The environment was more relaxed, there was less regulatory oversight (no documentation of every interaction like the medical field), and the pay ceiling was certainly much higher.
Of course this was not without its drawbacks. S&C coaches still had to work much of the year with little flexibility, there was immense hierarchal structure, and similar to athletic training the higher pay-scales were reserved for the coaches that had been around the longest.
Worse though was that entry level coaches were paid far less than athletic trainers. Entry level S&C coaches could expect somewhere between $20k-$30k/year salaries. I thought that if I could stack my skills and resume enough, I would be able to enter the S&C world mid-tier and work up from there.
I began asking if I could shadow S&C coaches in various sport teams at tOSU. The coaches gladly let me in to shadow workouts early in the morning because I was an AT student. I signed up for the NSCA and attended local conferences to network.
I found a mentor in the Exercise Physiology department who was willing to let me practice my programming with him - writing workouts for sample athletes every week and then going over them with me.2
I volunteered to work at OSU’s Exercise Physiology Lab under this mentors advice that it would look be looked upon favorably in the future. For a semester three days a week I woke up at 2am, worked in the lab reading research and assisting to conduct experiments from 3a-7a, and then went to class half-asleep by 8am.
Throughout my Junior year I was sold.
Athletic training is OUT. Strength & Conditioning is IN.
I would finish my ATC degree to leverage the sport medicine knowledge & healthcare professional license and begin my career as a strength & conditioning coach. I was weighing going to graduate school for a S&C-related field but was undecided.
My first step to seeing this reality was of course a S&C internship. The summer after my junior year I took a 3-month full-time unpaid internship at a private sport performance facility in San Francisco. I believed this would be exactly what I needed to not only build out my resume for graduate school but more importantly to gain valuable experience coaching.
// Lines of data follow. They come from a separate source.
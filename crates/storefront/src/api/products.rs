//! Product endpoints.

use reqwest::Method;
use serde_json::Value;
use shapeshift_core::{CategoryId, Price, Product, ProductId, ProductInput, ProductPatch, SortOrder};
use tracing::{debug, instrument};

use super::cache::CacheValue;
use super::{ApiClient, ApiError};
use crate::normalize::{extract_record, extract_records};

/// Query parameters for the product listing.
///
/// `page`, `limit`, `sort_by` and `sort_order` are always sent; the rest
/// only when set.
#[derive(Debug, Clone, PartialEq, Eq)]
pub struct ProductQuery {
    pub page: u32,
    pub limit: u32,
    pub search: Option<String>,
    pub category: Option<CategoryId>,
    pub min_price: Option<Price>,
    pub max_price: Option<Price>,
    pub sort_by: String,
    pub sort_order: SortOrder,
    pub brand: Option<String>,
    pub in_stock: Option<bool>,
    pub color: Option<String>,
    pub is_active: Option<bool>,
}

impl Default for ProductQuery {
    fn default() -> Self {
        Self {
            page: 1,
            limit: 10,
            search: None,
            category: None,
            min_price: None,
            max_price: None,
            sort_by: "createdAt".to_owned(),
            sort_order: SortOrder::Desc,
            brand: None,
            in_stock: None,
            color: None,
            is_active: None,
        }
    }
}

impl ProductQuery {
    /// Query-string pairs in the order the API documents them.
    ///
    /// Empty strings are skipped, as is the wildcard category.
    #[must_use]
    pub fn to_pairs(&self) -> Vec<(&'static str, String)> {
        let mut pairs = vec![
            ("page", self.page.to_string()),
            ("limit", self.limit.to_string()),
        ];
        let mut push = |key: &'static str, value: Option<String>| {
            if let Some(value) = value.filter(|v| !v.is_empty()) {
                pairs.push((key, value));
            }
        };

        push("search", self.search.clone());
        push(
            "category",
            self.category
                .as_ref()
                .filter(|c| !c.is_all())
                .map(ToString::to_string),
        );
        push("minPrice", self.min_price.map(|p| p.amount().to_string()));
        push("maxPrice", self.max_price.map(|p| p.amount().to_string()));
        push("sortBy", Some(self.sort_by.clone()));
        push("sortOrder", Some(self.sort_order.as_str().to_owned()));
        push("brand", self.brand.clone());
        push("inStock", self.in_stock.map(|b| b.to_string()));
        push("color", self.color.clone());
        push("isActive", self.is_active.map(|b| b.to_string()));
        pairs
    }

    fn cache_key(&self) -> String {
        let query = self
            .to_pairs()
            .into_iter()
            .map(|(k, v)| format!("{k}={v}"))
            .collect::<Vec<_>>()
            .join("&");
        format!("products:{query}")
    }
}

impl ApiClient {
    /// List products.
    ///
    /// # Errors
    ///
    /// Returns an error if the API request fails.
    #[instrument(skip(self))]
    pub async fn list_products(&self, query: &ProductQuery) -> Result<Vec<Product>, ApiError> {
        let cache_key = query.cache_key();

        if let Some(CacheValue::Products(products)) = self.inner.cache.get(&cache_key).await {
            debug!("Cache hit for products");
            return Ok(products);
        }

        let mut url = self.url(&["products"])?;
        url.query_pairs_mut().extend_pairs(query.to_pairs());

        let response = Self::send(self.request(Method::GET, url, false)).await?;
        let products: Vec<Product> = extract_records(&response);

        self.inner
            .cache
            .insert(cache_key, CacheValue::Products(products.clone()))
            .await;

        Ok(products)
    }

    /// Get a single product.
    ///
    /// # Errors
    ///
    /// Returns [`ApiError::NotFound`] if the response has no product, or an
    /// error if the API request fails.
    #[instrument(skip(self), fields(product_id = %id))]
    pub async fn get_product(&self, id: &ProductId) -> Result<Product, ApiError> {
        let url = self.url(&["products", id.as_str()])?;
        let response = Self::send(self.request(Method::GET, url, false)).await?;
        extract_record(&response).ok_or_else(|| ApiError::NotFound(format!("Product not found: {id}")))
    }

    /// Create a product.
    ///
    /// # Errors
    ///
    /// Returns an error if the API request fails.
    #[instrument(skip(self, input), fields(name = %input.name))]
    pub async fn create_product(&self, input: &ProductInput) -> Result<Product, ApiError> {
        let url = self.url(&["products"])?;
        let response = Self::send(self.request(Method::POST, url, true).json(input)).await?;
        self.invalidate_cache().await;
        saved_record(&response, "product")
    }

    /// Update a product.
    ///
    /// # Errors
    ///
    /// Returns an error if the API request fails.
    #[instrument(skip(self, patch), fields(product_id = %id))]
    pub async fn update_product(
        &self,
        id: &ProductId,
        patch: &ProductPatch,
    ) -> Result<Product, ApiError> {
        let url = self.url(&["products", id.as_str()])?;
        let response = Self::send(self.request(Method::PUT, url, true).json(patch)).await?;
        self.invalidate_cache().await;
        saved_record(&response, "product")
    }

    /// Delete a product.
    ///
    /// # Errors
    ///
    /// Returns an error if the API request fails.
    #[instrument(skip(self), fields(product_id = %id))]
    pub async fn delete_product(&self, id: &ProductId) -> Result<(), ApiError> {
        let url = self.url(&["products", id.as_str()])?;
        Self::send(self.request(Method::DELETE, url, true)).await?;
        self.invalidate_cache().await;
        Ok(())
    }
}

/// The record a create/update call returned.
pub(super) fn saved_record<T: serde::de::DeserializeOwned>(
    response: &Value,
    what: &str,
) -> Result<T, ApiError> {
    extract_record(response)
        .ok_or_else(|| ApiError::NotFound(format!("response did not include the saved {what}")))
}

#[cfg(test)]
mod tests {
    use super::*;

    #[test]
    fn test_default_query() {
        let pairs = ProductQuery::default().to_pairs();
        assert_eq!(
            pairs,
            vec![
                ("page", "1".to_owned()),
                ("limit", "10".to_owned()),
                ("sortBy", "createdAt".to_owned()),
                ("sortOrder", "desc".to_owned()),
            ]
        );
    }

    #[test]
    fn test_optional_filters() {
        let query = ProductQuery {
            search: Some("whey".into()),
            category: Some("protein".into()),
            min_price: Some(Price::from_units(500)),
            in_stock: Some(true),
            color: Some(String::new()),
            ..ProductQuery::default()
        };
        let pairs = query.to_pairs();
        assert!(pairs.contains(&("search", "whey".to_owned())));
        assert!(pairs.contains(&("category", "protein".to_owned())));
        assert!(pairs.contains(&("minPrice", "500".to_owned())));
        assert!(pairs.contains(&("inStock", "true".to_owned())));
        assert!(!pairs.iter().any(|(k, _)| *k == "color"));
    }

    #[test]
    fn test_wildcard_category_not_sent() {
        let query = ProductQuery {
            category: Some(CategoryId::all()),
            ..ProductQuery::default()
        };
        assert!(!query.to_pairs().iter().any(|(k, _)| *k == "category"));
    }

    #[test]
    fn test_cache_key_varies_with_query() {
        let a = ProductQuery::default();
        let b = ProductQuery {
            page: 2,
            ..ProductQuery::default()
        };
        assert_ne!(a.cache_key(), b.cache_key());
    }
}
The facility I interned at was semi-private, meaning that the coaches (and interns) would be at the facility from 6a-6p (with breaks for meals of course) and the clients could come in during open hours and complete their workout at any time they want.
Seeing as this was San Francisco during the tech boom, of course the facility had developed their own app to digitally-deliver training programs complete with instructions, sets, reps, and videos. It was a very cool model that allowed us as coaches to help whoever needed it the most but also still be hands-on and individualized with our instruction.
I learned a lot in my time there. Not only did I learn how to coach, but I learned about this third industry I hadn’t been exposed to yet: Sport Performance.
This was a relatively new term, something that encompassed all aspects of athletic potential instead of being funneled into Strength, Conditioning, or Rehabilitation. Sport Performance was the idea that you would treat the athlete as an individual and their training would consist of whatever would make the biggest improvement for them.
This was new to me because typically S&C programs are developed at the team level to get the greatest % of athletes better. You can’t individually program for 100+ football players. But in this world of private sport performance, that’s exactly what you get to do.
If the athlete has dysfunction or pain, their program would include rehab-like exercises. If they need to get bigger, faster, stronger - strength & conditioning. If they have poor movement efficiency, it was movement drills and kinetic force transfer exercises.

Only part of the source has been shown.